◆ **TASK TO COMPLETE**
In this exercise, the data must be written out exactly.
═══ RECORDS FOR THE EXERCISE ═══
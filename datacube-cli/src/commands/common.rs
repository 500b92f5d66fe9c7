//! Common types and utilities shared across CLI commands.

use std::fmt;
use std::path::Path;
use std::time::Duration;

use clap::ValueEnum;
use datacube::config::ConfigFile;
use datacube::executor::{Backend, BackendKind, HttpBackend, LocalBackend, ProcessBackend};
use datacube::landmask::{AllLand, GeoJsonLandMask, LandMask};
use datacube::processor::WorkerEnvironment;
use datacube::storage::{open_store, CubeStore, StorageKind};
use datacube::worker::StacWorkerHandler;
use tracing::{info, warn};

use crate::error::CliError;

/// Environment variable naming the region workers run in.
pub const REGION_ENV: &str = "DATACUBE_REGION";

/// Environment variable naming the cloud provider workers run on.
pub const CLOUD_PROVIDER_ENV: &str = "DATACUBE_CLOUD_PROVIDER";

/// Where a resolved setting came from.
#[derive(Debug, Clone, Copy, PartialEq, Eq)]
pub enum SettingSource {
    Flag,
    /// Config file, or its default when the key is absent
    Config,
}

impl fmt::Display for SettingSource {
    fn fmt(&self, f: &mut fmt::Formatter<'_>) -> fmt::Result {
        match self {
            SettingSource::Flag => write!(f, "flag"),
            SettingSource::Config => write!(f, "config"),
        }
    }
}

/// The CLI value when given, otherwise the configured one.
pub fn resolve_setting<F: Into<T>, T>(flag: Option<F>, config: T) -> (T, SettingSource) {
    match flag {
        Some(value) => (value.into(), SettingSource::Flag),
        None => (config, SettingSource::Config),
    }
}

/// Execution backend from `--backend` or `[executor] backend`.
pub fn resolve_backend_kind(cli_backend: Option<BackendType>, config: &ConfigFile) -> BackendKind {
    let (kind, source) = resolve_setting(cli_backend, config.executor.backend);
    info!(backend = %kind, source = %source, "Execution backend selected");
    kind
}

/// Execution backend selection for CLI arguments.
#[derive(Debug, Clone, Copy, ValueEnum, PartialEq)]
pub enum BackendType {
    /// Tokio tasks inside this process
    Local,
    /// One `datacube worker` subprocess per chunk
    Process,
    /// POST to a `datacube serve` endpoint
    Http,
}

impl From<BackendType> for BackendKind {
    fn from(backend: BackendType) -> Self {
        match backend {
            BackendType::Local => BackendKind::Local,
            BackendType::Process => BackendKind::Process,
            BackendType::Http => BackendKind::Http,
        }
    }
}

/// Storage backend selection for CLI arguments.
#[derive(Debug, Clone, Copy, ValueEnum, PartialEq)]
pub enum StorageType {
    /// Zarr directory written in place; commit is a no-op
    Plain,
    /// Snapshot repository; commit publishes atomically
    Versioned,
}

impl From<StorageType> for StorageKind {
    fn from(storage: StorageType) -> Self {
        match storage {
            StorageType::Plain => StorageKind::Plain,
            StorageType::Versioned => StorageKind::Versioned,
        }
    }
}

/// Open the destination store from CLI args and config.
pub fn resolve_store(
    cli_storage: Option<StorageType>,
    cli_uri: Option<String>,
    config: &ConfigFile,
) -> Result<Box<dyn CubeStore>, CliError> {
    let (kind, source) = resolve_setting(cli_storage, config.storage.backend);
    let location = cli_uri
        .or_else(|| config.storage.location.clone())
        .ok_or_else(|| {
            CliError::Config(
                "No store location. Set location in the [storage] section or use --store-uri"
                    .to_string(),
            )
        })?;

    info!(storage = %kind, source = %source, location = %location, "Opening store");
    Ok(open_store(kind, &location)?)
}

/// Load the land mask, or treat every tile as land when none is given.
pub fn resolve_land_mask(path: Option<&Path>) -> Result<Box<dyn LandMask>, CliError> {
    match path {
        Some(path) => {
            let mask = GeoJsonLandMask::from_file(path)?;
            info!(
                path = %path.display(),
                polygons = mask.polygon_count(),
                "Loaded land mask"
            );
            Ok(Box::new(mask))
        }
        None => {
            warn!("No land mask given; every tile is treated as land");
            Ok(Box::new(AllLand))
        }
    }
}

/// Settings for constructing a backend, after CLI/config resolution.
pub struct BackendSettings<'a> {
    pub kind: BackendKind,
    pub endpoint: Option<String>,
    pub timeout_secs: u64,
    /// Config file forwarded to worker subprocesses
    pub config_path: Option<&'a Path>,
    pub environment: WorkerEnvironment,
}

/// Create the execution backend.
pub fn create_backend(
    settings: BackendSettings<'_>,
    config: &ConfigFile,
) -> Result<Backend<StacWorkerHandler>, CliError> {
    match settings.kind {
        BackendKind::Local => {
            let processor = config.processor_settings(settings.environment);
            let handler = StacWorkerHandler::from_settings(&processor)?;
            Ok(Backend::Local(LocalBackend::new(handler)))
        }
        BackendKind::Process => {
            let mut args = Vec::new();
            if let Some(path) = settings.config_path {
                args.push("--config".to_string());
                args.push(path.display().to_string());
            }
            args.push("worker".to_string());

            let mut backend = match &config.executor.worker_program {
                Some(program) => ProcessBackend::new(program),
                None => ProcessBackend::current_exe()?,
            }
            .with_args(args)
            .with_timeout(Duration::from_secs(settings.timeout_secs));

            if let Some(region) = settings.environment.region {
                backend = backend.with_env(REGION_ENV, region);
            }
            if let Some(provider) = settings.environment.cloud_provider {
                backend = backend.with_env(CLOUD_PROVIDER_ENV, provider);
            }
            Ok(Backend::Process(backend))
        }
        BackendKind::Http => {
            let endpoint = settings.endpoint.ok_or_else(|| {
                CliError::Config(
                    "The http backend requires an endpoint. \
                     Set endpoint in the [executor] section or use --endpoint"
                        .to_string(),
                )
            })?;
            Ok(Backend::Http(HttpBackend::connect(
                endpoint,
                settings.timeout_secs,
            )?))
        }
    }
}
═══
◆ **RESULT FOR THIS EXERCISE**
filename datacube-cli/src/commands/common.rs
repository 500b92f5d66fe9c7
//! Common types and utilities shared across CLI commands.

use std::fmt;
use std::path::Path;
use std::time::Duration;

use clap::ValueEnum;
use datacube::config::ConfigFile;
use datacube::executor::{Backend, BackendKind, HttpBackend, LocalBackend, ProcessBackend};
use datacube::landmask::{AllLand, GeoJsonLandMask, LandMask};
use datacube::processor::WorkerEnvironment;
use datacube::storage::{open_store, CubeStore, StorageKind};
use datacube::worker::StacWorkerHandler;
use tracing::{info, warn};

use crate::error::CliError;

/// Environment variable naming the region workers run in.
pub const REGION_ENV: &str = "DATACUBE_REGION";

/// Environment variable naming the cloud provider workers run on.
pub const CLOUD_PROVIDER_ENV: &str = "DATACUBE_CLOUD_PROVIDER";

/// Where a resolved setting came from.
#[derive(Debug, Clone, Copy, PartialEq, Eq)]
pub enum SettingSource {
    Flag,
    /// Config file, or its default when the key is absent
    Config,
}

impl fmt::Display for SettingSource {
    fn fmt(&self, f: &mut fmt::Formatter<'_>) -> fmt::Result {
        match self {
            SettingSource::Flag => write!(f, "flag"),
            SettingSource::Config => write!(f, "config"),
        }
    }
}

/// The CLI value when given, otherwise the configured one.
pub fn resolve_setting<F: Into<T>, T>(flag: Option<F>, config: T) -> (T, SettingSource) {
    match flag {
        Some(value) => (value.into(), SettingSource::Flag),
        None => (config, SettingSource::Config),
    }
}

/// Execution backend from `--backend` or `[executor] backend`.
pub fn resolve_backend_kind(cli_backend: Option<BackendType>, config: &ConfigFile) -> BackendKind {
    let (kind, source) = resolve_setting(cli_backend, config.executor.backend);
    info!(backend = %kind, source = %source, "Execution backend selected");
    kind
}

/// Execution backend selection for CLI arguments.
#[derive(Debug, Clone, Copy, ValueEnum, PartialEq)]
pub enum BackendType {
    /// Tokio tasks inside this process
    Local,
    /// One `datacube worker` subprocess per chunk
    Process,
    /// POST to a `datacube serve` endpoint
    Http,
}

impl From<BackendType> for BackendKind {
    fn from(backend: BackendType) -> Self {
        match backend {
            BackendType::Local => BackendKind::Local,
            BackendType::Process => BackendKind::Process,
            BackendType::Http => BackendKind::Http,
        }
    }
}

/// Storage backend selection for CLI arguments.
#[derive(Debug, Clone, Copy, ValueEnum, PartialEq)]
pub enum StorageType {
    /// Zarr directory written in place; commit is a no-op
    Plain,
    /// Snapshot repository; commit publishes atomically
    Versioned,
}

impl From<StorageType> for StorageKind {
    fn from(storage: StorageType) -> Self {
        match storage {
            StorageType::Plain => StorageKind::Plain,
            StorageType::Versioned => StorageKind::Versioned,
        }
    }
}

/// Open the destination store from CLI args and config.
pub fn resolve_store(
    cli_storage: Option<StorageType>,
    cli_uri: Option<String>,
    config: &ConfigFile,
) -> Result<Box<dyn CubeStore>, CliError> {
    let (kind, source) = resolve_setting(cli_storage, config.storage.backend);
    let location = cli_uri
        .or_else(|| config.storage.location.clone())
        .ok_or_else(|| {
            CliError::Config(
                "No store location. Set location in the [storage] section or use --store-uri"
                    .to_string(),
            )
        })?;

    info!(storage = %kind, source = %source, location = %location, "Opening store");
    Ok(open_store(kind, &location)?)
}

/// Load the land mask, or treat every tile as land when none is given.
pub fn resolve_land_mask(path: Option<&Path>) -> Result<Box<dyn LandMask>, CliError> {
    match path {
        Some(path) => {
            let mask = GeoJsonLandMask::from_file(path)?;
            info!(
                path = %path.display(),
                polygons = mask.polygon_count(),
                "Loaded land mask"
            );
            Ok(Box::new(mask))
        }
        None => {
            warn!("No land mask given; every tile is treated as land");
            Ok(Box::new(AllLand))
        }
    }
}

/// Settings for constructing a backend, after CLI/config resolution.
pub struct BackendSettings<'a> {
    pub kind: BackendKind,
    pub endpoint: Option<String>,
    pub timeout_secs: u64,
    /// Config file forwarded to worker subprocesses
    pub config_path: Option<&'a Path>,
    pub environment: WorkerEnvironment,
}

/// Create the execution backend.
pub fn create_backend(
    settings: BackendSettings<'_>,
    config: &ConfigFile,
) -> Result<Backend<StacWorkerHandler>, CliError> {
    match settings.kind {
        BackendKind::Local => {
            let processor = config.processor_settings(settings.environment);
            let handler = StacWorkerHandler::from_settings(&processor)?;
            Ok(Backend::Local(LocalBackend::new(handler)))
        }
        BackendKind::Process => {
            let mut args = Vec::new();
            if let Some(path) = settings.config_path {
                args.push("--config".to_string());
                args.push(path.display().to_string());
            }
            args.push("worker".to_string());

            let mut backend = match &config.executor.worker_program {
                Some(program) => ProcessBackend::new(program),
                None => ProcessBackend::current_exe()?,
            }
            .with_args(args)
            .with_timeout(Duration::from_secs(settings.timeout_secs));

            if let Some(region) = settings.environment.region {
                backend = backend.with_env(REGION_ENV, region);
            }
            if let Some(provider) = settings.environment.cloud_provider {
                backend = backend.with_env(CLOUD_PROVIDER_ENV, provider);
            }
            Ok(Backend::Process(backend))
        }
        BackendKind::Http => {
            let endpoint = settings.endpoint.ok_or_else(|| {
                CliError::Config(
                    "The http backend requires an endpoint. \
                     Set endpoint in the [executor] section or use --endpoint"
                        .to_string(),
                )
            })?;
            Ok(Backend::Http(HttpBackend::connect(
                endpoint,
                settings.timeout_secs,
            )?))
        }
    }
}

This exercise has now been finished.